Erinnern möchte ich mich
des großen, weißen Eisbären,
der mit hocherhobenem Hinterteile kam,
seine Schnauze tief im Schnee.
Er bildete sich ein,
dass er allein ein männliches Wesen sei
und kam auf mich zugelaufen.

Er riss mich nieder,
Gang für Gang.
Dann zog er pustend seines Weges
und legte sich zur Ruhe nieder
hinter eines Eisbergs Rundung.
Sorglos war er und ahnte nicht,
dass den Tod ich bringen würde.
Er bildete sich ein,
dass er allein ein männliches Wesen sei
und glaubte nicht,
dass auch ich eine Mannsperson war!

(…)

Wie lange muss ich hier noch liegen?
Wie lange noch?
Und wie lange muss sie betteln gehen
um Speck für ihre Lampe,
um Rentierfelle für die Kleider
und um Fleisch für eine Mahlzeit?
Eine hilflose Arme, eine schutzlose Frau ist sie!

Kennst du dich selbst?
So wenig weißt du doch von dir,
indes der Abend mit dem Tagesgrauen wechselt
und der Frühling sich dem Wohnplatz nähert.
(S. 15-18)

Angst ist es,
sich abzuwenden
und nach Einsamkeit zu sehnen
inmitten froher Menschenschar.

Freude ist es doch
zu spüren, wie die Wärme
in die große Welt kommt,
und zu sehen,
wie die Sonne in der Sommernacht
ihrer alten Fußspur folgt.
(S. 20)

Lied an einen Geizhals

Einmal hatte man entdeckt, dass ein Mann stets bei Nacht, wenn die anderen schliefen, Fleisch aus seinem Vorratslager holte und sich heimlich satt aß (…). Sobald er gegessen hatte, wickelte er die Überreste in ein Fell und verbarg sie unter der Schlafbank. Einer der Hausgenossen rächte sich an ihm, indem er folgendes Lied dichtete, das er eines Abends unter schadenfrohem Gelächter der Zuhörer vortrug.

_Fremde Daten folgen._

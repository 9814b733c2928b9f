use axum::{Json, http::StatusCode, response::IntoResponse};
use serde::Serialize;
use serde_json::{Value, json};
use thiserror::Error as ThisError;

use super::oauth::OauthError;

#[derive(Debug, ThisError)]
pub enum FormsyncError {
    /// Provider client configuration (client-secret JSON, endpoints) is missing or unusable.
    #[error("Configuration error: {0}")]
    Configuration(String),

    /// No valid or refreshable credential; the interactive authorization flow must restart.
    #[error("Not authenticated with Google; authorize first")]
    NotAuthenticated,

    /// The provider rejected the authorization-code exchange.
    #[error("Authorization code exchange failed: {0}")]
    AuthExchange(#[source] OauthError),

    /// `forms.create` or `forms.batchUpdate` failed. When the batch step fails, `form_id`
    /// names the empty form that was created and left in place.
    #[error("Forms API request failed: {message}")]
    ProviderRequest {
        status: Option<StatusCode>,
        message: String,
        form_id: Option<String>,
    },

    /// A remote call timed out or could not connect. `form_id` is set when the batch
    /// step was the call that failed.
    #[error("Google is unavailable: {message}")]
    ProviderUnavailable {
        message: String,
        form_id: Option<String>,
    },

    /// The submitted schema is malformed; nothing was sent to the provider.
    #[error("Invalid form schema: {0}")]
    Validation(String),

    #[error("IO error: {0}")]
    IoError(#[from] std::io::Error),

    #[error("JSON error: {0}")]
    JsonError(#[from] serde_json::Error),

    #[error("URL parse error: {0}")]
    UrlError(#[from] url::ParseError),
}

impl FormsyncError {
    /// Classify a failed code exchange: unreachable provider vs. rejected exchange.
    pub fn from_exchange(err: OauthError) -> Self {
        if err.is_unreachable() {
            FormsyncError::ProviderUnavailable {
                message: err.to_string(),
                form_id: None,
            }
        } else {
            FormsyncError::AuthExchange(err)
        }
    }

    /// Attach the id of a form that already exists upstream to a provider failure.
    pub fn with_form_id(self, id: &str) -> Self {
        match self {
            FormsyncError::ProviderRequest {
                status, message, ..
            } => FormsyncError::ProviderRequest {
                status,
                message,
                form_id: Some(id.to_string()),
            },
            FormsyncError::ProviderUnavailable { message, .. } => {
                FormsyncError::ProviderUnavailable {
                    message,
                    form_id: Some(id.to_string()),
                }
            }
            other => other,
        }
    }
}

impl From<reqwest::Error> for FormsyncError {
    fn from(e: reqwest::Error) -> Self {
        if e.is_timeout() || e.is_connect() {
            FormsyncError::ProviderUnavailable {
                message: e.to_string(),
                form_id: None,
            }
        } else {
            FormsyncError::ProviderRequest {
                status: e.status(),
                message: e.to_string(),
                form_id: None,
            }
        }
    }
}

impl IntoResponse for FormsyncError {
    fn into_response(self) -> axum::response::Response {
        let (status, error_body) = match self {
            FormsyncError::Configuration(message) => (
                StatusCode::INTERNAL_SERVER_ERROR,
                ApiErrorObject {
                    code: "CONFIGURATION_ERROR".to_string(),
                    message,
                    details: None,
                },
            ),

            FormsyncError::NotAuthenticated => (
                StatusCode::UNAUTHORIZED,
                ApiErrorObject {
                    code: "NOT_AUTHENTICATED".to_string(),
                    message: "No valid Google credential; authorize first.".to_string(),
                    details: None,
                },
            ),

            FormsyncError::AuthExchange(err) => (
                StatusCode::BAD_REQUEST,
                ApiErrorObject {
                    code: "AUTH_EXCHANGE_FAILED".to_string(),
                    message: format!("Authentication failed: {err}"),
                    details: None,
                },
            ),

            FormsyncError::Validation(message) => (
                StatusCode::UNPROCESSABLE_ENTITY,
                ApiErrorObject {
                    code: "VALIDATION_ERROR".to_string(),
                    message,
                    details: None,
                },
            ),

            FormsyncError::ProviderRequest {
                status,
                message,
                form_id,
            } => (
                StatusCode::BAD_GATEWAY,
                ApiErrorObject {
                    code: "PROVIDER_REQUEST_FAILED".to_string(),
                    message,
                    details: Some(json!({
                        "upstream_status": status.map(|s| s.as_u16()),
                        "form_id": form_id,
                    })),
                },
            ),

            FormsyncError::ProviderUnavailable { form_id, .. } => (
                StatusCode::GATEWAY_TIMEOUT,
                ApiErrorObject {
                    code: "PROVIDER_UNAVAILABLE".to_string(),
                    message: "Google did not respond in time.".to_string(),
                    details: form_id.map(|id| json!({ "form_id": id })),
                },
            ),

            FormsyncError::IoError(_) | FormsyncError::JsonError(_) | FormsyncError::UrlError(_) => (
                StatusCode::INTERNAL_SERVER_ERROR,
                ApiErrorObject {
                    code: "INTERNAL_ERROR".to_string(),
                    message: "An internal server error occurred.".to_string(),
                    details: None,
                },
            ),
        };
        (status, Json(ApiErrorBody { inner: error_body })).into_response()
    }
}

/// Standardized API error response payload.
#[derive(Serialize)]
pub struct ApiErrorObject {
    pub code: String,
    pub message: String,
    #[serde(skip_serializing_if = "Option::is_none")]
    pub details: Option<Value>,
}

#[derive(Serialize)]
pub struct ApiErrorBody {
    #[serde(rename = "error")]
    pub inner: ApiErrorObject,
}
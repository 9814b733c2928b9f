use super::client_secret::OauthClientSecret;
use crate::error::{FormsyncError, OauthError};
use oauth2::basic::{
    BasicErrorResponse, BasicRevocationErrorResponse, BasicTokenIntrospectionResponse,
    BasicTokenType,
};
use oauth2::{
    AuthUrl, AuthorizationCode, Client as OAuth2Client, ClientId, ClientSecret, CsrfToken,
    EndpointNotSet, EndpointSet, ExtraTokenFields, RedirectUrl, RefreshToken,
    Scope, StandardRevocableToken, StandardTokenResponse, TokenUrl,
};
use serde::{Deserialize, Serialize};
use serde_json::Value;
use std::collections::HashMap;
use tracing::info;
use url::Url;

/// Non-standard token response fields. Google adds `id_token` when `openid` is requested and
/// occasionally other keys such as `refresh_token_expires_in`.
#[derive(Clone, Deserialize, Serialize)]
pub(crate) struct GoogleTokenFields {
    pub id_token: Option<String>,

    #[serde(flatten)]
    pub extra: HashMap<String, Value>,
}

impl ExtraTokenFields for GoogleTokenFields {}

impl std::fmt::Debug for GoogleTokenFields {
    fn fmt(&self, f: &mut std::fmt::Formatter<'_>) -> std::fmt::Result {
        let id_token = self.id_token.as_ref().map(|_| "<redacted>");
        let mut keys: Vec<&String> = self.extra.keys().collect();
        keys.sort();

        f.debug_struct("GoogleTokenFields")
            .field("id_token", &id_token)
            .field("extra_keys", &keys)
            .finish()
    }
}

pub(crate) type OauthTokenResponse = StandardTokenResponse<GoogleTokenFields, BasicTokenType>;

type GoogleOauth2Client = OAuth2Client<
    BasicErrorResponse,
    OauthTokenResponse,
    BasicTokenIntrospectionResponse,
    StandardRevocableToken,
    BasicRevocationErrorResponse,
    EndpointSet,
    EndpointNotSet,
    EndpointNotSet,
    EndpointNotSet,
    EndpointSet,
>;

/// Stateless Google OAuth endpoints; a fresh oauth2 client is built per call from the
/// client-secret file contents.
pub(crate) struct GoogleOauthEndpoints;

impl GoogleOauthEndpoints {
    fn build_client(
        secret: &OauthClientSecret,
        redirect_uri: Option<&Url>,
    ) -> Result<GoogleOauth2Client, FormsyncError> {
        let invalid = |what: &str, e: url::ParseError| {
            FormsyncError::Configuration(format!("invalid {what} in client secret: {e}"))
        };

        let client = OAuth2Client::<
            BasicErrorResponse,
            OauthTokenResponse,
            BasicTokenIntrospectionResponse,
            StandardRevocableToken,
            BasicRevocationErrorResponse,
        >::new(ClientId::new(secret.client_id.clone()))
            .set_client_secret(ClientSecret::new(secret.client_secret.clone()))
            .set_auth_uri(
                AuthUrl::new(secret.auth_uri.to_string()).map_err(|e| invalid("auth_uri", e))?,
            )
            .set_token_uri(
                TokenUrl::new(secret.token_uri.to_string()).map_err(|e| invalid("token_uri", e))?,
            );

        match redirect_uri {
            Some(redirect) => Ok(client.set_redirect_uri(
                RedirectUrl::new(redirect.to_string())
                    .map_err(|e| FormsyncError::Configuration(format!("invalid redirect uri: {e}")))?,
            )),
            None => Ok(client),
        }
    }

    /// Consent URL for the given scopes. `access_type=offline` + `prompt=consent` make Google
    /// issue a refresh token on every consent, not only the first one.
    pub(crate) fn build_authorize_url(
        secret: &OauthClientSecret,
        redirect_uri: &Url,
        scopes: &[String],
    ) -> Result<(Url, CsrfToken), FormsyncError> {
        let client = Self::build_client(secret, Some(redirect_uri))?;
        let mut req = client
            .authorize_url(CsrfToken::new_random)
            .add_extra_param("access_type", "offline")
            .add_extra_param("prompt", "consent");

        for scope in scopes {
            req = req.add_scope(Scope::new(scope.clone()));
        }

        Ok(req.url())
    }

    pub(crate) async fn exchange_authorization_code(
        secret: &OauthClientSecret,
        redirect_uri: &Url,
        code: AuthorizationCode,
        http_client: &reqwest::Client,
    ) -> Result<OauthTokenResponse, OauthError> {
        let client = Self::build_client(secret, Some(redirect_uri)).map_err(|e| {
            OauthError::Other {
                message: format!("failed to build oauth2 client: {e}"),
            }
        })?;

        let token: OauthTokenResponse = client
            .exchange_code(code)
            .request_async(http_client)
            .await?;
        info!("Google OAuth2 code exchange completed successfully");
        Ok(token)
    }

    pub(crate) async fn refresh_access_token(
        secret: &OauthClientSecret,
        refresh_token: &str,
        http_client: &reqwest::Client,
    ) -> Result<OauthTokenResponse, OauthError> {
        let client = Self::build_client(secret, None).map_err(|e| OauthError::Other {
            message: format!("failed to build oauth2 client: {e}"),
        })?;

        let token: OauthTokenResponse = client
            .exchange_refresh_token(&RefreshToken::new(refresh_token.to_string()))
            .request_async(http_client)
            .await?;
        Ok(token)
    }
}

#[cfg(test)]
mod tests {
    use super::*;

    fn secret() -> OauthClientSecret {
        OauthClientSecret {
            client_id: "client-id".to_string(),
            client_secret: "client-secret".to_string(),
            auth_uri: Url::parse("https://accounts.google.com/o/oauth2/auth").unwrap(),
            token_uri: Url::parse("https://oauth2.googleapis.com/token").unwrap(),
        }
    }

    #[test]
    fn authorize_url_carries_scopes_redirect_and_offline_access() {
        let redirect = Url::parse("http://localhost:8000/api/v1/google/auth/callback").unwrap();
        let scopes = vec![
            "https://www.googleapis.com/auth/forms.body".to_string(),
            "https://www.googleapis.com/auth/drive.file".to_string(),
        ];

        let (url, csrf) =
            GoogleOauthEndpoints::build_authorize_url(&secret(), &redirect, &scopes).unwrap();
        let query: HashMap<String, String> = url.query_pairs().into_owned().collect();

        assert_eq!(url.host_str(), Some("accounts.google.com"));
        assert_eq!(query.get("client_id").map(String::as_str), Some("client-id"));
        assert_eq!(query.get("response_type").map(String::as_str), Some("code"));
        assert_eq!(
            query.get("redirect_uri").map(String::as_str),
            Some(redirect.as_str())
        );
        assert_eq!(query.get("scope"), Some(&scopes.join(" ")));
        assert_eq!(query.get("access_type").map(String::as_str), Some("offline"));
        assert_eq!(query.get("prompt").map(String::as_str), Some("consent"));
        assert_eq!(query.get("state"), Some(csrf.secret()));
    }
}
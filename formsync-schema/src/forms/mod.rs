//! Google Forms API v1 object model (subset used for form creation).
//!
//! Layout:
//! - `form.rs`: `Form`, `Info`, `Item` and the question union
//! - `batch.rs`: `forms.batchUpdate` request/response envelopes
//! - `error.rs`: Google API error payload

mod batch;
mod error;
mod form;

pub use batch::{
    BatchUpdateFormRequest, BatchUpdateFormResponse, CreateItemRequest, Location, Request,
    UpdateFormInfoRequest,
};
pub use error::{FormsApiErrorBody, FormsApiErrorObject};
pub use form::{
    ChoiceOption, ChoiceQuestion, ChoiceType, DateQuestion, Form, Info, Item, Question,
    QuestionItem, QuestionKind, TextQuestion, TimeQuestion,
};
use super::client_secret::OauthClientSecret;
use super::endpoints::GoogleOauthEndpoints;
use super::record::{CredentialRecord, CredentialState};
use super::store::{CredentialStore, StoreGuard};
use crate::config::GoogleResolvedConfig;
use crate::error::{FormsyncError, IsRetryable, OauthError};
use backon::{ExponentialBuilder, Retryable};
use chrono::Utc;
use oauth2::{AuthorizationCode, CsrfToken};
use std::sync::Arc;
use std::time::Duration;
use tracing::{debug, error, info, warn};
use url::Url;

/// Owns the delegated-access lifecycle: consent URL, code exchange, and refresh.
///
/// The only path to the token artifact is through [`CredentialStore`]; load, check, refresh
/// and save run under one store lock so concurrent callers never refresh twice or tear the
/// record.
pub struct CredentialManager {
    cfg: Arc<GoogleResolvedConfig>,
    store: CredentialStore,
    http: reqwest::Client,
    retry_policy: ExponentialBuilder,
}

impl CredentialManager {
    pub fn new(cfg: Arc<GoogleResolvedConfig>, http: reqwest::Client) -> Self {
        let retry_policy = ExponentialBuilder::default()
            .with_min_delay(Duration::from_millis(200))
            .with_max_delay(Duration::from_secs(2))
            .with_max_times(cfg.refresh_retry_max_times)
            .with_jitter();
        let store = CredentialStore::new(cfg.token_path.clone());
        Self {
            cfg,
            store,
            http,
            retry_policy,
        }
    }

    pub fn store(&self) -> &CredentialStore {
        &self.store
    }

    async fn client_secret(&self) -> Result<OauthClientSecret, FormsyncError> {
        OauthClientSecret::load(&self.cfg.client_secret_path).await
    }

    /// Consent URL bound to the required scopes and `redirect_uri`, plus the CSRF state the
    /// caller must check on the way back.
    pub async fn build_authorization_url(
        &self,
        redirect_uri: &Url,
    ) -> Result<(Url, CsrfToken), FormsyncError> {
        let secret = self.client_secret().await?;
        GoogleOauthEndpoints::build_authorize_url(&secret, redirect_uri, &self.cfg.scopes)
    }

    pub async fn exchange_code(
        &self,
        code: &str,
        redirect_uri: &Url,
    ) -> Result<CredentialRecord, FormsyncError> {
        let code = code.trim();
        if code.is_empty() {
            return Err(FormsyncError::AuthExchange(OauthError::Flow {
                code: "missing_code".to_string(),
                message: "authorization code is empty".to_string(),
            }));
        }

        let secret = self.client_secret().await?;
        let token = GoogleOauthEndpoints::exchange_authorization_code(
            &secret,
            redirect_uri,
            AuthorizationCode::new(code.to_string()),
            &self.http,
        )
        .await
        .map_err(FormsyncError::from_exchange)?;

        let guard = self.store.lock().await;
        let mut record = CredentialRecord::from_token_response(&token, &self.cfg.scopes, Utc::now());

        let missing: Vec<String> = record
            .missing_scopes(&self.cfg.scopes)
            .into_iter()
            .map(str::to_string)
            .collect();
        if !missing.is_empty() {
            warn!(?missing, "consent granted without all required scopes");
            return Err(FormsyncError::AuthExchange(
                OauthError::InsufficientScope { missing },
            ));
        }

        if record.refresh_token.is_none()
            && let Ok(Some(previous)) = guard.load().await
        {
            record.refresh_token = previous.refresh_token;
        }

        guard.save(&record).await?;
        info!(
            expiry = %record.expiry,
            has_refresh_token = record.refresh_token.is_some(),
            "Google credential stored"
        );
        Ok(record)
    }

    /// A usable credential, or `None` when the interactive flow must restart.
    ///
    /// Refresh failures of any kind (revoked grant, network, unreadable record, missing client
    /// secret) are logged and reported as `None`; the stored record is left untouched.
    pub async fn get_valid_credentials(&self) -> Option<CredentialRecord> {
        let guard = self.store.lock().await;

        let record = match guard.load().await {
            Ok(Some(record)) => record,
            Ok(None) => {
                debug!(path = %self.store.path().display(), "no stored credential");
                return None;
            }
            Err(e) => {
                warn!(error = %e, "stored credential is unreadable; re-authorization required");
                return None;
            }
        };

        match record.state_at(Utc::now(), &self.cfg.scopes) {
            CredentialState::Valid => Some(record),
            CredentialState::Refreshable => self.refresh_locked(&guard, record).await,
            CredentialState::Invalid => {
                info!("stored credential is expired or under-scoped; re-authorization required");
                None
            }
        }
    }

    pub async fn is_authenticated(&self) -> bool {
        self.get_valid_credentials().await.is_some()
    }

    async fn refresh_locked(
        &self,
        guard: &StoreGuard<'_>,
        mut record: CredentialRecord,
    ) -> Option<CredentialRecord> {
        let refresh_token = record.refresh_token.clone()?;

        let secret = match self.client_secret().await {
            Ok(secret) => secret,
            Err(e) => {
                warn!(error = %e, "cannot refresh credential without client secret");
                return None;
            }
        };

        let result = (|| async {
            GoogleOauthEndpoints::refresh_access_token(&secret, &refresh_token, &self.http).await
        })
        .retry(self.retry_policy)
        .when(|e: &OauthError| e.is_retryable())
        .notify(|err, dur: Duration| {
            warn!("Google token refresh retrying after error {}, sleeping {:?}", err, dur);
        })
        .await;

        let token = match result {
            Ok(token) => token,
            Err(e) => {
                warn!(error = %e, "credential refresh failed; re-authorization required");
                return None;
            }
        };

        record.apply_token_response(&token, Utc::now());
        if let Err(e) = guard.save(&record).await {
            error!(error = %e, "refreshed credential could not be persisted");
        } else {
            info!(expiry = %record.expiry, "Google credential refreshed");
        }
        Some(record)
    }
}
use super::record::CredentialRecord;
use crate::error::FormsyncError;
use std::path::{Path, PathBuf};
use tokio::io::AsyncWriteExt;
use tokio::sync::{Mutex, MutexGuard};
use tracing::debug;
use uuid::Uuid;

/// Single-record token persistence at a fixed path.
///
/// Every access goes through one async mutex; [`CredentialStore::lock`] hands out the guard
/// so callers can hold a load-check-refresh-save sequence as one critical section. Writes go
/// to a sibling temp file that is renamed over the target, so readers never see a torn record.
#[derive(Debug)]
pub struct CredentialStore {
    path: PathBuf,
    lock: Mutex<()>,
}

/// Exclusive access to the store for the lifetime of the guard.
pub struct StoreGuard<'a> {
    store: &'a CredentialStore,
    _guard: MutexGuard<'a, ()>,
}

impl CredentialStore {
    pub fn new(path: impl Into<PathBuf>) -> Self {
        Self {
            path: path.into(),
            lock: Mutex::new(()),
        }
    }

    pub fn path(&self) -> &Path {
        &self.path
    }

    pub async fn lock(&self) -> StoreGuard<'_> {
        StoreGuard {
            store: self,
            _guard: self.lock.lock().await,
        }
    }

    pub async fn load(&self) -> Result<Option<CredentialRecord>, FormsyncError> {
        self.lock().await.load().await
    }

    pub async fn save(&self, record: &CredentialRecord) -> Result<(), FormsyncError> {
        self.lock().await.save(record).await
    }
}

impl StoreGuard<'_> {
    /// `Ok(None)` when no record has been written yet (the logged-out state).
    pub async fn load(&self) -> Result<Option<CredentialRecord>, FormsyncError> {
        let bytes = match tokio::fs::read(&self.store.path).await {
            Ok(bytes) => bytes,
            Err(e) if e.kind() == std::io::ErrorKind::NotFound => return Ok(None),
            Err(e) => return Err(e.into()),
        };
        Ok(Some(serde_json::from_slice(&bytes)?))
    }

    pub async fn save(&self, record: &CredentialRecord) -> Result<(), FormsyncError> {
        let path = &self.store.path;
        if let Some(parent) = path.parent().filter(|p| !p.as_os_str().is_empty()) {
            tokio::fs::create_dir_all(parent).await?;
        }

        let tmp_path = temp_path_for(path);
        let payload = serde_json::to_vec_pretty(record)?;

        let write = async {
            let mut file = open_private(&tmp_path).await?;
            file.write_all(&payload).await?;
            file.sync_all().await?;
            drop(file);
            tokio::fs::rename(&tmp_path, path).await
        };

        if let Err(e) = write.await {
            let _ = tokio::fs::remove_file(&tmp_path).await;
            return Err(e.into());
        }

        debug!(path = %path.display(), "credential record saved");
        Ok(())
    }
}

fn temp_path_for(path: &Path) -> PathBuf {
    let file_name = path
        .file_name()
        .map(|n| n.to_string_lossy().into_owned())
        .unwrap_or_else(|| "token.json".to_string());
    path.with_file_name(format!(".{file_name}.{}.tmp", Uuid::new_v4().simple()))
}

#[cfg(unix)]
async fn open_private(path: &Path) -> std::io::Result<tokio::fs::File> {
    tokio::fs::OpenOptions::new()
        .write(true)
        .create_new(true)
        .mode(0o600)
        .open(path)
        .await
}

#[cfg(not(unix))]
async fn open_private(path: &Path) -> std::io::Result<tokio::fs::File> {
    tokio::fs::OpenOptions::new()
        .write(true)
        .create_new(true)
        .open(path)
        .await
}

Man sagt, dass der Geizhals sich so schämte, dass er seitdem nie mehr eine Mahlzeit heimlich einnahm.

Worte setzte ich
zu einem Lied zusammen,
zu einem kleinen Liede,
das ich eines Abends mit nach Hause brachte.
Unerkennbar und gut eingehüllt
Warf ich’s unter meine Schlafbank.
Keiner sollte Anteil daran haben,
keiner sollte es erleben;
denn nur mir allein sollt’ es gehören,
mir nur, mir, mir,
heimlich und ganz ungeteilt.
(S. 24)

Worte

Ich bin ein Friedfertiger –
ja, ich hier, ich treibe niemals Spott,
ich häufe niemals böse Worte auf andere,
das ist nun meine Gewohnheit,
so bin ich.
Worte bringen Bewegung,
und sie verschaffen Ruhe,
Worte geben wahren Bescheid,
und Worte bringen die Lüge
(S. 31)

Müde sind meine Augen,
meine verbrauchten Augen!
Und nie mehr werden sie folgen können
dem Zuge des Narwals,
wenn dieser aus der Tiefe schießt
und durch die Wogen des Meeres bricht,
und nie mehr werden die Muskeln beben,
wenn ich zur Harpune greife –
ach, niemals mehr!

Nun wünsche ich nur,
dass die Seelen aller großen Tiere,
die ich auf dem Meer getötet,
helfen möchten, zu verscheuchen
meine quälenden Gedanken.
Nun wünsche ich nur,
dass Erinnerung an meine großen Jagden
mich erheben könnte
aus des Alters Ohnmacht.
(S. 33)

Mücke und Kälte,
diese Plagen,
kommen nie zugleich.
(S. 39)

Bewegung

Das große Meer
bringt mich in Bewegung!
Das große Meer
versetzt mich in Fahrt!
Es bewegt mich wie Algen auf Stein
im rinnenden Fluss.

Das Himmelsgewölbe
bringt mich in Bewegung!
Der gewaltige Wind
bewegt meinen Sinn!
Sie haben mich mitgerissen,
dass ich zittre vor Freude.
(S. 58)

Hymne an den Geist der Luft

Hier stehe ich,
demütig, mit weit ausgebreiteten Armen,
denn der Lüfte Geist
lässt köstliche Nahrung zu mir niedersinken.

(…)

Hier stehe ich,
inmitten großer Freude.
Und diesmal war es ein alter Seehund,
der anfing zu blasen durchs Atemloch.
Ich kleiner Mensch
stand aufrecht darüber,
und voller Spannung
streckte ich den Körper,
bis ich die Harpune ins Tier trieb
und es an Land zog.
(87/88)

Der Eisbär

Ich sah einen Bären
auf treibendem Eis.
Er war wie ein ungefährlicher Hund,
der wedelnd mir entgegenlief.
So gern hätte er mich gleich gefressen,
und ärgerlich schnurrte er umher,
als ich hurtig aus dem Wege sprang.
Nun spielen wir Haschen
vom Morgen bis spät in den Tag hinein.
Aber endlich wurde er so müde,
dass er nicht mehr imstande war.
Da stieß ich den Speer ihm in die Flanke.
(S. 92)

Verachtung

Hart war ich
im Wort und beim klatschenden Schlag;
denn er kam mir zuvor
und riss gewaltig den Mund auf
und brauchte böse, giftige, scheltende Worte.
Ei – ei! Hart war mein klatschender Schlag,
und mein Kopfstoß schloss ihm die Augen!